Le 5 avril 1987 à 8h, Manon et Laure s'installent avec quelques jeux et quelques vêtures, au cas où, chez leur jeune grand-mère Valentine qui n'a pas encore cinquante ans. Elles sont accueillies joyeusement, depuis le temps qu'on les attend ! Et surtout, c'est la première fois qu'elles vont passer tant de journées de vacances avec eux, et chez eux. Déjà, dans la tête des grands-parents, des sorties sont élaborées, des jeux sont pensés, les repas sont programmés... Cette situation est exceptionnelle. L'accueil doit l'être aussi. L'arrière-grand-père, informé la veille, est aux anges, si heureux de les voir ces petites, ses arrières-petites filles. Il les imagine souriantes et en pleine forme, grâce aux photos du salon.

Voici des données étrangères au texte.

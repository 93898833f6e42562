//! End-to-end export runs against an in-memory explorer

use async_trait::async_trait;
use config_manager::SystemConfig;
use history_core::{HistoryError, HistoryExporter, TransferClass, TransferKind};
use serde_json::{json, Value};
use std::collections::HashMap;
use std::sync::Mutex;
use tronscan_client::{ExplorerApi, TronscanError};

const ADDRESS: &str = "TLa2f6VPqDgRE67v1736s7bJ8Ray5wYjU7";

/// Serves paginated listings and TRC10 lookups from fixed data, recording every call
#[derive(Default)]
struct InMemoryExplorer {
    listings: HashMap<String, Vec<Value>>,
    trc10_tokens: HashMap<String, Value>,
    calls: Mutex<Vec<(String, Option<String>)>>,
}

impl InMemoryExplorer {
    fn listing(mut self, path: &str, items: Vec<Value>) -> Self {
        self.listings.insert(path.to_string(), items);
        self
    }

    fn trc10_token(mut self, id: &str, info: Value) -> Self {
        self.trc10_tokens.insert(id.to_string(), info);
        self
    }

    fn calls_to(&self, path: &str) -> usize {
        self.calls
            .lock()
            .unwrap()
            .iter()
            .filter(|(p, _)| p == path)
            .count()
    }

    fn token_lookups(&self) -> Vec<String> {
        self.calls
            .lock()
            .unwrap()
            .iter()
            .filter(|(p, _)| p == "api/token")
            .filter_map(|(_, id)| id.clone())
            .collect()
    }
}

fn param<'q>(query: &'q [(&str, String)], name: &str) -> Option<&'q str> {
    query
        .iter()
        .find(|(key, _)| *key == name)
        .map(|(_, value)| value.as_str())
}

#[async_trait]
impl ExplorerApi for InMemoryExplorer {
    async fn get_json(&self, path: &str, query: &[(&str, String)]) -> Result<Value, TronscanError> {
        self.calls
            .lock()
            .unwrap()
            .push((path.to_string(), param(query, "id").map(str::to_string)));

        if path == "api/token" {
            let data: Vec<Value> = param(query, "id")
                .and_then(|id| self.trc10_tokens.get(id))
                .cloned()
                .into_iter()
                .collect();
            return Ok(json!({ "total": data.len(), "data": data }));
        }

        let items = self.listings.get(path).ok_or_else(|| TronscanError::ApiError {
            status: 404,
            message: format!("no route for {}", path),
        })?;
        let start: usize = param(query, "start").and_then(|s| s.parse().ok()).unwrap_or(0);
        let limit: usize = param(query, "limit").and_then(|s| s.parse().ok()).unwrap_or(20);
        let page: Vec<Value> = items.iter().skip(start).take(limit).cloned().collect();

        let key = if path == "api/token_trc20" { "trc20_tokens" } else { "data" };
        Ok(json!({ "total": items.len(), "rangeTotal": items.len(), key: page }))
    }
}

fn transfer(hash: &str, timestamp: u64, token: &str, amount: &str) -> Value {
    json!({
        "transactionHash": hash,
        "timestamp": timestamp,
        "block": timestamp / 3,
        "transferFromAddress": "TSender",
        "transferToAddress": ADDRESS,
        "amount": amount,
        "tokenName": token
    })
}

fn event(hash: &str, timestamp: u64, contract: &str, amount: &str) -> Value {
    json!({
        "transactionHash": hash,
        "timestamp": timestamp,
        "block": timestamp / 3,
        "transferFromAddress": ADDRESS,
        "transferToAddress": "TReceiver",
        "amount": amount,
        "contractAddress": contract
    })
}

fn bulk_token(contract: &str, symbol: &str) -> Value {
    json!({ "contract_address": contract, "symbol": symbol, "name": format!("{} Token", symbol) })
}

fn rows(output: Vec<u8>) -> Vec<Vec<String>> {
    csv::ReaderBuilder::new()
        .has_headers(false)
        .from_reader(output.as_slice())
        .records()
        .map(|record| record.unwrap().iter().map(str::to_string).collect())
        .collect()
}

fn headerless_writer() -> csv::Writer<Vec<u8>> {
    csv::WriterBuilder::new().has_headers(false).from_writer(Vec::new())
}

#[tokio::test]
async fn test_three_streams_merge_by_timestamp() {
    let api = InMemoryExplorer::default()
        .listing("api/transfer/trx", vec![transfer("tx300", 300, "_", "1000000")])
        .listing("api/transfer/trc10", vec![transfer("tx250", 250, "1000001", "5000000")])
        .listing("api/contract/events", vec![event("tx280", 280, "Contract1", "100")])
        .listing("api/token_trc20", vec![bulk_token("Contract1", "XYZ")])
        .trc10_token("1000001", json!({ "abbr": "ABC", "name": "TokenA", "precision": 6 }));
    let config = SystemConfig::default();
    let exporter = HistoryExporter::new(&api, &config).with_classes(vec![
        TransferClass::new("TRX", "api/transfer/trx", TransferKind::TrxAndTrc10),
        TransferClass::new("TRC10", "api/transfer/trc10", TransferKind::TrxAndTrc10),
        TransferClass::new("TRC20", "api/contract/events", TransferKind::Trc20),
    ]);

    let mut writer = headerless_writer();
    let summary = exporter.export(ADDRESS, &mut writer).await.unwrap();
    let rows = rows(writer.into_inner().unwrap());

    assert_eq!(summary.rows_written, 3);
    assert_eq!(
        summary.downloaded,
        vec![
            ("TRX".to_string(), 1),
            ("TRC10".to_string(), 1),
            ("TRC20".to_string(), 1)
        ]
    );

    let timestamps: Vec<&str> = rows.iter().map(|row| row[1].as_str()).collect();
    assert_eq!(timestamps, vec!["300", "280", "250"]);

    assert_eq!(
        rows[0],
        vec!["tx300", "300", "100", "TSender", ADDRESS, "1.000000", "_", "TRX", "Tronix"]
    );
    assert_eq!(
        rows[1],
        vec!["tx280", "280", "93", ADDRESS, "TReceiver", "100", "Contract1", "XYZ", "Contract1"]
    );
    assert_eq!(rows[2][5], "5.000000");
    assert_eq!(rows[2][6], "1000001");
    assert_eq!(rows[2][7], "ABC");
    assert_eq!(rows[2][8], "TokenA");
}

#[tokio::test]
async fn test_default_classes_with_pagination_and_header() {
    let transfers: Vec<Value> = (0..45u64)
        .map(|i| {
            let ts = 10_000 - i * 100;
            if i % 3 == 0 {
                transfer(&format!("t{}", i), ts, "1000001", "1")
            } else {
                transfer(&format!("t{}", i), ts, "_", "2500000")
            }
        })
        .collect();
    let events: Vec<Value> = (0..30u64)
        .map(|i| event(&format!("e{}", i), 10_050 - i * 150, "Contract2", "42"))
        .collect();

    let api = InMemoryExplorer::default()
        .listing("api/transfer", transfers)
        .listing("api/contract/events", events)
        .listing("api/token_trc20", vec![bulk_token("Contract1", "XYZ")])
        .trc10_token("1000001", json!({ "abbr": "ABC", "name": "TokenA", "precision": 6 }));

    let mut config = SystemConfig::default();
    config.output.include_header = true;
    let exporter = HistoryExporter::new(&api, &config);

    let mut writer = csv::WriterBuilder::new()
        .has_headers(config.output.include_header)
        .from_writer(Vec::new());
    let summary = exporter.export(ADDRESS, &mut writer).await.unwrap();
    let rows = rows(writer.into_inner().unwrap());

    assert_eq!(summary.rows_written, 75);
    assert_eq!(rows.len(), 76);
    assert_eq!(
        rows[0],
        vec![
            "transaction_hash",
            "timestamp",
            "block",
            "from",
            "to",
            "amount",
            "token_id",
            "token_symbol",
            "token_name"
        ]
    );

    let timestamps: Vec<u64> = rows[1..].iter().map(|row| row[1].parse().unwrap()).collect();
    assert!(timestamps.windows(2).all(|pair| pair[0] >= pair[1]));

    // 15 TRC10 transfers of the same token share one metadata lookup
    assert_eq!(api.token_lookups(), vec!["1000001".to_string()]);
    assert_eq!(api.calls_to("api/token_trc20"), 1);

    // unknown TRC20 contract: empty symbol, contract address as name
    let unknown = rows.iter().find(|row| row[0] == "e0").unwrap();
    assert_eq!(unknown[7], "");
    assert_eq!(unknown[8], "Contract2");
    assert_eq!(unknown[5], "42");

    let trc10 = rows.iter().find(|row| row[0] == "t3").unwrap();
    assert_eq!(trc10[5], "0.000001");
    let trx = rows.iter().find(|row| row[0] == "t1").unwrap();
    assert_eq!(trx[5], "2.500000");
}

#[tokio::test]
async fn test_unknown_trc10_token_aborts_export() {
    let api = InMemoryExplorer::default()
        .listing("api/transfer", vec![transfer("tx1", 100, "1009999", "7")])
        .listing("api/contract/events", vec![])
        .listing("api/token_trc20", vec![]);
    let config = SystemConfig::default();

    let mut writer = headerless_writer();
    let err = HistoryExporter::new(&api, &config)
        .export(ADDRESS, &mut writer)
        .await
        .unwrap_err();

    assert!(matches!(err, HistoryError::MetadataNotFound { ref token_id } if token_id == "1009999"));
    assert!(writer.into_inner().unwrap().is_empty());
    // the TRC20 stream is never requested once the first stream fails
    assert_eq!(api.calls_to("api/contract/events"), 0);
}

#[tokio::test]
async fn test_transport_error_is_propagated() {
    let api = InMemoryExplorer::default();
    let config = SystemConfig::default();

    let mut writer = headerless_writer();
    let err = HistoryExporter::new(&api, &config)
        .export(ADDRESS, &mut writer)
        .await
        .unwrap_err();

    assert!(matches!(
        err,
        HistoryError::Explorer(TronscanError::ApiError { status: 404, .. })
    ));
}

#[tokio::test]
async fn test_invalid_address_makes_no_requests() {
    let api = InMemoryExplorer::default();
    let config = SystemConfig::default();

    let err = HistoryExporter::new(&api, &config)
        .download("not an address")
        .await
        .unwrap_err();

    assert!(matches!(err, HistoryError::InvalidAddress(_)));
    assert!(api.calls.lock().unwrap().is_empty());
}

Elles aussi sont contentes, surtout de ne pas être au centre de vacances communal avec ceux du village et des environs, parce que c'est rigolo quelques jours, de revoir les copains d'école mais à la longue et à chaque période de vacances, cela devient lassant.

Là, elles découvrent un nouveau terrain de jeux, qu'elles connaissent peu, ou pas, elles n'en ont que de vagues souvenirs.

Valentine leur montre les lieux, l'ensemble de la maison qui commence à vieillir et aurait besoin d'un bon coup de peinture partout, le jardin mal entretenu par papy, leurs chambres où elles peuvent se reposer si besoin. Pas la chambre de l'arrière-grand-père, elle est trop sale et ça ne sent pas bon et puis il dort encore, tout comme papy. « Les hommes ça n’a pas d'jus, ça ne sait pas se lever d'bonne heure ». Il faut préciser que les hommes sont nettement plus âgés, son mari, « papy », a cinquante-six ans et l'arrière-grand-père Albert va vers ses soixante-quinze ans -. Elle leur offre un petit déjeuner complémentaire, le premier avec maman a été bref.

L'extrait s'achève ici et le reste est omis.